I revised my Trich therapy journal to actually include tracking sleep, because I’m finding that’s a doozie for me.
I Want To Pull When I’m Tired.
And when I don’t get sleep it leads to stress and anxiety which leads to more pulling.
Sleep is a huge factor for Trichotillomania in my life!
Which Has Actually Got Me Thinking About A Lot of Things About My Sleep.
I’ve got some weird sleeping habits that I believe are totally related to my anxiety and Trich.
I live in the desert, so it gets very hot here in the summers and it’s really had me thinking a lot about my sleeping habits because I always have to have the covers on when I sleep.
Not just a sheet either, I have a full on heavy comforter that I have to have on me.

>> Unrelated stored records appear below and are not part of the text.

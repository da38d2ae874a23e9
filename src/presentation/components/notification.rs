//! Notification component

use ratatui::prelude::*;

use crate::{core::state::AppState, presentation::widgets::notification_line::NotificationLine};

#[derive(Debug, Clone, Default)]
pub struct NotificationComponent;

impl NotificationComponent {
    pub fn new() -> Self {
        Self
    }

    /// Renders the current notification, styled by its kind
    pub fn view(&self, state: &AppState, frame: &mut Frame, area: Rect) {
        if let Some(notification) = state.notification() {
            let style = state
                .config
                .config
                .styles
                .style(&notification.style.to_string());
            frame.render_widget(NotificationLine::new(notification, style), area);
        }
    }
}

Which also got me thinking about my comforter, I hold on to comforters a really long time, like a really long time.
We moved into our new house a year and a half ago and I still haven’t purchased bedding.
Why?
Because I want my comforter.
I don’t even share it with my husband, he has to get his own.

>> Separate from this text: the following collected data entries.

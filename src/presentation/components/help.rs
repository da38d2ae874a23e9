//! Key hint line
//!
//! Lists the keys usable in the current mode. Browse mode hints are
//! read from the configured keybindings.

use ratatui::{prelude::*, widgets::*};

use crate::{
    core::state::{ui::UiMode, AppState},
    presentation::config::{keybindings::key_event_to_string, Action, KeyBindings},
};

#[derive(Debug, Clone, Default)]
pub struct HelpComponent;

impl HelpComponent {
    pub fn new() -> Self {
        Self
    }

    pub fn view(&self, state: &AppState, frame: &mut Frame, area: Rect) {
        let line = Self::hints(state).join("  ");
        frame.render_widget(
            Paragraph::new(line).style(state.config.config.styles.style("muted")),
            area,
        );
    }

    pub fn hints(state: &AppState) -> Vec<String> {
        let fixed = |hints: &[(&str, &str)]| -> Vec<String> {
            hints
                .iter()
                .map(|(key, label)| format!("{key} {label}"))
                .collect()
        };

        match state.ui.mode {
            UiMode::Browse => {
                let actions: &[(Action, &str)] = if state.is_logged_in() {
                    &[
                        (Action::NewBlog, "new"),
                        (Action::Like, "like"),
                        (Action::Delete, "delete"),
                        (Action::Filter, "filter"),
                        (Action::Refresh, "refresh"),
                        (Action::Logout, "logout"),
                        (Action::Quit, "quit"),
                    ]
                } else {
                    &[(Action::Login, "login"), (Action::Quit, "quit")]
                };
                let bindings = &state.config.config.keybindings;
                actions
                    .iter()
                    .filter_map(|(action, label)| {
                        Self::key_for(bindings, *action).map(|key| format!("{key} {label}"))
                    })
                    .collect()
            }
            UiMode::Login | UiMode::NewBlog => fixed(&[
                ("tab", "next field"),
                ("enter", "submit"),
                ("esc", "cancel"),
            ]),
            UiMode::Filter => fixed(&[("enter", "done"), ("esc", "clear")]),
            UiMode::ConfirmDelete { .. } => fixed(&[("y", "delete"), ("n", "cancel")]),
        }
    }

    /// Shortest key sequence bound to `action`
    fn key_for(bindings: &KeyBindings, action: Action) -> Option<String> {
        bindings
            .iter()
            .filter(|(_, bound)| **bound == action)
            .map(|(keys, _)| keys.iter().map(key_event_to_string).collect::<String>())
            .min_by(|a, b| a.len().cmp(&b.len()).then_with(|| a.cmp(b)))
    }
}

Before this comforter, which I’ve had for probably 5-6 years, I had another one for probably another 5-6 years.
It almost becomes my security blanket, a big, giant, heavy ass security blanket that I have to have.
It doesn’t just stop there though..
I also like to sleep on one side with a pillow shoved between my knees sometimes.
When I do this suck my thumb to sleep.
If I’m really super tired…like beyond exhausted
I sleep on my hands, they’re either tucked under my body or under the pillow.
Either way, when on my side or on my stomach and hands I am totally covered by my giant blanket.
I am completely covered all the way up to my shoulders.
Only my head peeks out..
If it’s hot, I turn the air conditioner down and my fan is always blowing hard.
I cannot sleep unless my fan is blowing really hard
I can’t sleep in a room with no fan, I need that noise for some reason?
I also need the wind it provides because the rest of my body is under this giant, heavy comforter.
What’s been disrupting my sleep lately is my baby.
I’m still nursing him and he’s been up a lot lately to eat.
He wants to eat and then pacify himself to sleep, which means I can’t sleep under my giant blanket.
I can’t sleep if I can’t sleep a certain way, so I don’t get any sleep at all.
When I’m tired during the day because of lack of sleep, I noticed my BFRB’s totally kick in.
My Keen bracelets have really helped me take notice of when this is happening.
I suck my thumb and start going for my hair to pull and I do it because I can’t just go lay down and go to sleep.
But maybe I need too?
I’m a total work-a-holic and when I’m not working, I’m busy doing something.
Which also follows me in my sleep.
I have crazy dreams a lot!
I’m a dreamer in every sense of the word!
I rarely sit idle and my mind is racing a lot.
It often follows me in my sleep if I don’t make an effort to cast my cares on the Lord and relax.
I have to make a conscious effort to rest.
Which is why I guess Paul says in Hebrews,
“Let us therefore strive to enter that rest” Heb 4:11
I have to STRIVE to rest and I can see where that’s effecting my Trichotillomania.
I’m going to start working through my Trich journal tracking my sleep and see if I can help myself in this area.